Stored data

════

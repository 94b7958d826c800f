//! CLI argument parsing and command handling.

mod args;
mod validators;

pub use args::{
    Cli, Command, ConfigAction, DigestArgs, ExportArgs, IngestArgs, PruneArgs, SightingsArgs,
    StatsArgs, TodayArgs,
};
//! Confidence fusion policies.

use serde::{Deserialize, Serialize};

/// How the confidence of a correlated sighting is derived.
#[derive(Debug, Clone, Copy, PartialEq, Eq, Hash, Serialize, Deserialize, clap::ValueEnum)]
#[serde(rename_all = "lowercase")]
pub enum FusionPolicy {
    /// The stronger of the two pieces of evidence.
    Max,
    /// Visual confidence only; audio is stored as corroboration.
    #[serde(alias = "visual-only")]
    #[value(alias = "visual-only")]
    Visual,
    /// Arithmetic mean of visual and audio confidence.
    Mean,
}

impl Default for FusionPolicy {
    fn default() -> Self {
        crate::constants::DEFAULT_FUSION_POLICY
    }
}

impl FusionPolicy {
    /// Combine visual and audio confidence into one value.
    pub fn fuse(self, visual: f32, audio: f32) -> f32 {
        match self {
            Self::Max => visual.max(audio),
            Self::Visual => visual,
            Self::Mean => f32::midpoint(visual, audio),
        }
    }
}

impl std::fmt::Display for FusionPolicy {
    fn fmt(&self, f: &mut std::fmt::Formatter<'_>) -> std::fmt::Result {
        match self {
            Self::Max => write!(f, "max"),
            Self::Visual => write!(f, "visual"),
            Self::Mean => write!(f, "mean"),
        }
    }
}

impl std::str::FromStr for FusionPolicy {
    type Err = String;

    fn from_str(s: &str) -> Result<Self, Self::Err> {
        match s.to_lowercase().as_str() {
            "max" => Ok(Self::Max),
            "visual" | "visual-only" => Ok(Self::Visual),
            "mean" | "average" => Ok(Self::Mean),
            other => Err(format!("unknown fusion policy: {other}")),
        }
    }
}
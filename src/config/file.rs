//! Configuration file loading and saving.
//!
//! Files are validated in both directions so an out-of-range window or
//! confidence is reported against the file that carries it.

use crate::config::{Config, validate_config};
use crate::error::{Error, Result};
use std::path::{Path, PathBuf};

/// Load and validate configuration from a TOML file.
///
/// A missing file yields the defaults.
pub fn load_config_file(path: &Path) -> Result<Config> {
    if !path.exists() {
        return Ok(Config::default());
    }

    let contents = std::fs::read_to_string(path).map_err(|source| Error::ConfigRead {
        path: path.to_path_buf(),
        source,
    })?;
    let config: Config = toml::from_str(&contents).map_err(|source| Error::ConfigParse {
        path: path.to_path_buf(),
        source,
    })?;

    validate_config(&config).map_err(|e| in_file(path, e))?;
    Ok(config)
}

/// Load configuration from the platform config directory.
pub fn load_default_config() -> Result<Config> {
    super::config_file_path().map_or_else(|_| Ok(Config::default()), |path| load_config_file(&path))
}

/// Validate and write configuration to a TOML file, creating parent directories.
pub fn save_config(config: &Config, path: &Path) -> Result<()> {
    validate_config(config).map_err(|e| in_file(path, e))?;

    let write_error = |source: std::io::Error| Error::ConfigWrite {
        path: path.to_path_buf(),
        source,
    };
    if let Some(parent) = path.parent() {
        std::fs::create_dir_all(parent).map_err(write_error)?;
    }

    let contents =
        toml::to_string_pretty(config).map_err(|source| Error::ConfigSerialize { source })?;
    std::fs::write(path, contents).map_err(write_error)
}

/// Write configuration to the platform config directory.
pub fn save_default_config(config: &Config) -> Result<PathBuf> {
    let path = super::config_file_path()?;
    save_config(config, &path)?;
    Ok(path)
}

fn in_file(path: &Path, error: Error) -> Error {
    match error {
        Error::ConfigValidation { message } => Error::ConfigValidation {
            message: format!("{}: {message}", path.display()),
        },
        other => other,
    }
}
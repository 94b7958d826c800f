//! Configuration validation.

use crate::config::{Config, CorrelationConfig, ExportConfig, StorageConfig};
use crate::constants::{MAX_CORRELATION_WINDOW_SECS, confidence};
use crate::error::{Error, Result};

/// Validate the entire configuration.
pub fn validate_config(config: &Config) -> Result<()> {
    validate_correlation(&config.correlation)?;
    validate_storage(&config.storage)?;
    validate_export(&config.export)?;
    Ok(())
}

fn invalid(message: String) -> Error {
    Error::ConfigValidation { message }
}

fn check_confidence(name: &str, value: f32) -> Result<()> {
    if !(confidence::MIN..=confidence::MAX).contains(&value) {
        return Err(invalid(format!(
            "{name} must be between {} and {}, got {value}",
            confidence::MIN,
            confidence::MAX
        )));
    }
    Ok(())
}

/// Validate correlation engine settings.
pub fn validate_correlation(config: &CorrelationConfig) -> Result<()> {
    // NaN fails the range check too
    if !(config.window_seconds > 0.0 && config.window_seconds <= MAX_CORRELATION_WINDOW_SECS) {
        return Err(invalid(format!(
            "window_seconds must be in (0, {MAX_CORRELATION_WINDOW_SECS}], got {}",
            config.window_seconds
        )));
    }

    check_confidence("audio_min_confidence", config.audio_min_confidence)?;
    check_confidence(
        "visual_confidence_threshold",
        config.visual_confidence_threshold,
    )?;

    if config.max_window_entries == 0 {
        return Err(invalid("max_window_entries must be at least 1".to_string()));
    }

    Ok(())
}

/// Validate persistence settings.
pub fn validate_storage(config: &StorageConfig) -> Result<()> {
    if config.retry_attempts == 0 {
        return Err(invalid("retry_attempts must be at least 1".to_string()));
    }

    if config.retry_base_delay_ms > config.retry_max_delay_ms {
        return Err(invalid(format!(
            "retry_base_delay_ms ({}) exceeds retry_max_delay_ms ({})",
            config.retry_base_delay_ms, config.retry_max_delay_ms
        )));
    }

    if config.retention_days == Some(0) {
        return Err(invalid("retention_days must be at least 1".to_string()));
    }

    Ok(())
}

/// Validate eBird export settings.
pub fn validate_export(config: &ExportConfig) -> Result<()> {
    if !(-90.0..=90.0).contains(&config.latitude) {
        return Err(invalid(format!(
            "latitude must be between -90 and 90, got {}",
            config.latitude
        )));
    }

    if !(-180.0..=180.0).contains(&config.longitude) {
        return Err(invalid(format!(
            "longitude must be between -180 and 180, got {}",
            config.longitude
        )));
    }

    if config.location_name.trim().is_empty() {
        return Err(invalid("location_name must not be empty".to_string()));
    }

    Ok(())
}
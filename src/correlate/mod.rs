//! Visual/audio detection correlation.

mod engine;
mod fusion;
mod metrics;
mod window;

pub use engine::CorrelationEngine;
pub use fusion::FusionPolicy;
pub use metrics::CorrelationMetrics;
pub use window::Resolution;
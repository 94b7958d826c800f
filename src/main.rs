//! Birdfuse CLI entry point.

#![allow(clippy::print_stdout)]
#![allow(clippy::print_stderr)]

fn main() {
    if let Err(e) = birdfuse::run() {
        eprintln!("error: {e}");
        std::process::exit(1);
    }
}
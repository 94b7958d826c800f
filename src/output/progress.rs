//! Progress spinners for event ingestion.

use indicatif::{MultiProgress, ProgressBar, ProgressStyle};
use std::time::Duration;

/// Create a spinner counting events read from one source.
pub fn create_stream_progress(
    multi: &MultiProgress,
    label: &str,
    enabled: bool,
) -> Option<ProgressBar> {
    if !enabled {
        return None;
    }

    let pb = ProgressBar::new_spinner();
    pb.set_style(
        ProgressStyle::default_spinner()
            .template(&format!(
                "{{spinner:.green}} [{{elapsed_precise}}] {label:>6}: {{pos}} events {{msg}}"
            ))
            .unwrap_or_else(|_| ProgressStyle::default_spinner()),
    );
    pb.enable_steady_tick(Duration::from_millis(100));
    Some(multi.add(pb))
}

/// Finish a progress bar with a message.
pub fn finish_progress(pb: Option<&ProgressBar>, message: &str) {
    if let Some(pb) = pb {
        pb.finish_with_message(message.to_string());
    }
}

/// Increment a progress bar.
pub fn inc_progress(pb: Option<&ProgressBar>) {
    if let Some(pb) = pb {
        pb.inc(1);
    }
}

/// Format a duration in seconds as `1h 2m 3s`, `2m 3s` or `3.4s`.
pub fn format_duration(secs: f64) -> String {
    if secs < 60.0 {
        return format!("{secs:.1}s");
    }

    #[allow(clippy::cast_possible_truncation, clippy::cast_sign_loss)]
    let total = secs.round() as u64;
    let (hours, minutes, seconds) = (total / 3600, (total % 3600) / 60, total % 60);
    if hours > 0 {
        format!("{hours}h {minutes}m {seconds}s")
    } else {
        format!("{minutes}m {seconds}s")
    }
}

#[cfg(test)]
mod tests {
    use super::*;

    #[test]
    fn test_disabled_progress_is_none() {
        let multi = MultiProgress::new();
        assert!(create_stream_progress(&multi, "visual", false).is_none());
    }

    #[test]
    fn test_format_duration() {
        assert_eq!(format_duration(3.44), "3.4s");
        assert_eq!(format_duration(123.0), "2m 3s");
        assert_eq!(format_duration(3723.0), "1h 2m 3s");
    }
}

════

Find the string "super" in the lines above and count those lines. Give only that count.

Problem solution =
3